Fermionic Chern-Simons Field Theory for the Fractional Hall Effect

TL;DR

This paper reviews the fermionic Chern-Simons field theory approach to the fractional quantum Hall effect, demonstrating its effectiveness in describing ground states, excitations, and extensions to bilayer and unpolarized systems.

Contribution

It provides a comprehensive review showing that fermionic Chern-Simons theory naturally captures FQHE states as semiclassical, stable ground states with Laughlin wave functions and extends to multilayer systems.

Findings

FQHE states are the semiclassical ground states of the theory.

The excitation spectrum is fully gapped and stable.

The theory accurately describes low-energy, long-distance properties.

Abstract

We review the fermionic Chern-Simons field theory for the Fractional Quantum Hall Effect (FQHE).

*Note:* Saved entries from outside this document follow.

//! Circle contact and bounce response
//!
//! The hero and rock piles are both disks. Overlap is resolved by pushing the
//! hero out along the line between centers and bouncing its velocity off that
//! normal.

use glam::Vec2;

/// Result of a collision check
#[derive(Debug, Clone)]
pub struct CollisionResult {
    /// Whether a collision occurred
    pub hit: bool,
    /// Surface normal at contact, pointing from the obstacle toward the mover
    pub normal: Vec2,
    /// Penetration depth (for position correction)
    pub penetration: f32,
}

impl CollisionResult {
    pub fn miss() -> Self {
        Self {
            hit: false,
            normal: Vec2::ZERO,
            penetration: 0.0,
        }
    }
}

/// Check a moving disk against a static disk obstacle
///
/// `fallback_normal` is used when the centers coincide and the contact
/// direction is undefined.
pub fn circle_circle_collision(
    pos: Vec2,
    radius: f32,
    obstacle_pos: Vec2,
    obstacle_radius: f32,
    fallback_normal: Vec2,
) -> CollisionResult {
    let offset = pos - obstacle_pos;
    let dist = offset.length();
    let reach = radius + obstacle_radius;

    if dist >= reach {
        return CollisionResult::miss();
    }

    let normal = if dist > f32::EPSILON {
        offset / dist
    } else {
        let n = fallback_normal.normalize_or_zero();
        if n == Vec2::ZERO { Vec2::X } else { n }
    };

    CollisionResult {
        hit: true,
        normal,
        penetration: reach - dist,
    }
}

/// Reflect velocity off a surface
///
/// Standard reflection: v' = v - 2(v·n)n
#[inline]
pub fn reflect_velocity(velocity: Vec2, normal: Vec2) -> Vec2 {
    velocity - 2.0 * velocity.dot(normal) * normal
}

/// Partially elastic bounce: only the reflected normal term is scaled
///
/// v' = v - 2(v·n)n·restitution
#[inline]
pub fn bounce_velocity(velocity: Vec2, normal: Vec2, restitution: f32) -> Vec2 {
    velocity + (reflect_velocity(velocity, normal) - velocity) * restitution
}
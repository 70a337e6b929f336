//! Core Explorer - procedural rock excavation simulation
//!
//! Core modules:
//! - `sim`: Deterministic simulation (density field, chunks, tunnels, rock piles, hero motion)
//! - `settings`: Data-driven tuning and world parameters
//!
//! Rendering and input wiring live outside this crate. A shell feeds pointer
//! and dig events through [`sim::InputLatch`], calls [`sim::tick`] once per
//! display refresh, and paints [`sim::GameState`] / [`sim::Snapshot`].

pub mod settings;
pub mod sim;

pub use settings::Settings;

use glam::Vec2;

/// Simulation configuration constants
pub mod consts {
    /// Nominal frame duration (one tick per 60 Hz display refresh)
    pub const FRAME_MS: f64 = 1000.0 / 60.0;

    /// Viewport dimensions in world units
    pub const VIEWPORT_WIDTH: f32 = 800.0;
    pub const VIEWPORT_HEIGHT: f32 = 600.0;

    /// The hollow "living" core the hero starts in
    pub const SPHERE_CENTER_X: f32 = 400.0;
    pub const SPHERE_CENTER_Y: f32 = 300.0;
    pub const SPHERE_RADIUS: f32 = 200.0;

    /// Procedural rock
    pub const NOISE_SCALE: f64 = 0.01;
    pub const ROCK_THRESHOLD: f32 = 0.6;
    pub const CHUNK_SIZE: f32 = 400.0;
    pub const CELL_SIZE: f32 = 8.0;
    pub const RENDER_DISTANCE: i32 = 2;
    /// Upper bound on rasterized cells along one chunk edge
    pub const MAX_CELLS_PER_CHUNK_SIDE: f32 = 1024.0;
    /// Bucket edge for the tunnel lookup grid
    pub const TUNNEL_BUCKET_SIZE: f32 = 64.0;

    /// Hero defaults (per-tick units)
    pub const HERO_RADIUS: f32 = 4.0;
    pub const HERO_MAX_SPEED: f32 = 4.0;
    pub const HERO_ACCELERATION: f32 = 0.15;
    pub const HERO_FRICTION: f32 = 0.92;
    pub const HERO_STOP_THRESHOLD: f32 = 0.1;

    /// Pointer closer than this is treated as "arrived"
    pub const DEAD_ZONE: f32 = 3.0;
    /// Acceleration ramps down linearly inside this distance
    pub const ACCEL_FALLOFF: f32 = 50.0;
    /// Velocity multiplier applied inside the dead zone
    pub const DEAD_ZONE_DAMPING: f32 = 0.8;
    /// Velocity multiplier when every move direction is blocked
    pub const BLOCKED_DECAY: f32 = 0.1;
    /// Fraction of the reflected normal component kept on a pile bounce
    pub const PILE_RESTITUTION: f32 = 0.6;

    /// Digging
    pub const DIG_RADIUS: f32 = 15.0;
    pub const INTERACTION_RANGE: f32 = 120.0;
    pub const MAX_DIG_DISTANCE: f32 = 120.0;
    pub const DIG_RING_SAMPLES: usize = 12;
    pub const PATH_SAMPLES: usize = 20;
    /// Carve points are spaced `dig_radius * TUNNEL_SPACING` apart
    pub const TUNNEL_SPACING: f32 = 1.2;
    /// A carve point this close (in dig radii) to a tunnel center is skipped
    pub const DUPLICATE_TUNNEL_FACTOR: f32 = 0.8;
    /// Displaced rock packs tighter than the hole it came from
    pub const PILE_COMPRESSION: f32 = 0.6;

    /// Rock pile placement (rejection sampling)
    pub const PLACEMENT_ATTEMPTS: usize = 50;
    pub const PLACEMENT_RING_SAMPLES: usize = 16;
    pub const PLACEMENT_BAND: f32 = 100.0;
    pub const PILE_MARGIN: f32 = 10.0;
    pub const AGENT_MARGIN: f32 = 15.0;

    /// Digging cue durations (presentation only)
    pub const RELOCATE_CUE_MS: f64 = 200.0;
    pub const EXCAVATE_CUE_MS: f64 = 300.0;

    /// Camera exponential smoothing factor
    pub const CAMERA_SMOOTHING: f32 = 0.1;
}

/// Convert polar (r, theta) to cartesian (x, y)
#[inline]
pub fn polar_to_cartesian(r: f32, theta: f32) -> Vec2 {
    Vec2::new(r * theta.cos(), r * theta.sin())
}

/// Evenly spaced points on a circle, starting at angle 0
pub fn ring_points(center: Vec2, radius: f32, samples: usize) -> impl Iterator<Item = Vec2> {
    let samples = samples.max(1);
    (0..samples).map(move |i| {
        let theta = i as f32 / samples as f32 * std::f32::consts::TAU;
        center + polar_to_cartesian(radius, theta)
    })
}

We show that in this field theoretic approach to the problem of interacting electrons moving in a plane in the presence of an external magnetic field, the FQHE states appear naturally as the semiclassical states of the theory. In this framework, the FQHE states are the unique ground states of a system of electrons on a fixed geometry. The excitation spectrum is fully gapped and these states can be viewed as infrared stable fixed points of the system. It is shown that the long distance, low energy properties of the system are described exactly by this theory. It is further shown that, in this limit, the actual ground state wave function has the Laughlin form. We also discuss the application of this theory to the problem of the FQHE in bilayers and in unpolarized single layer systems.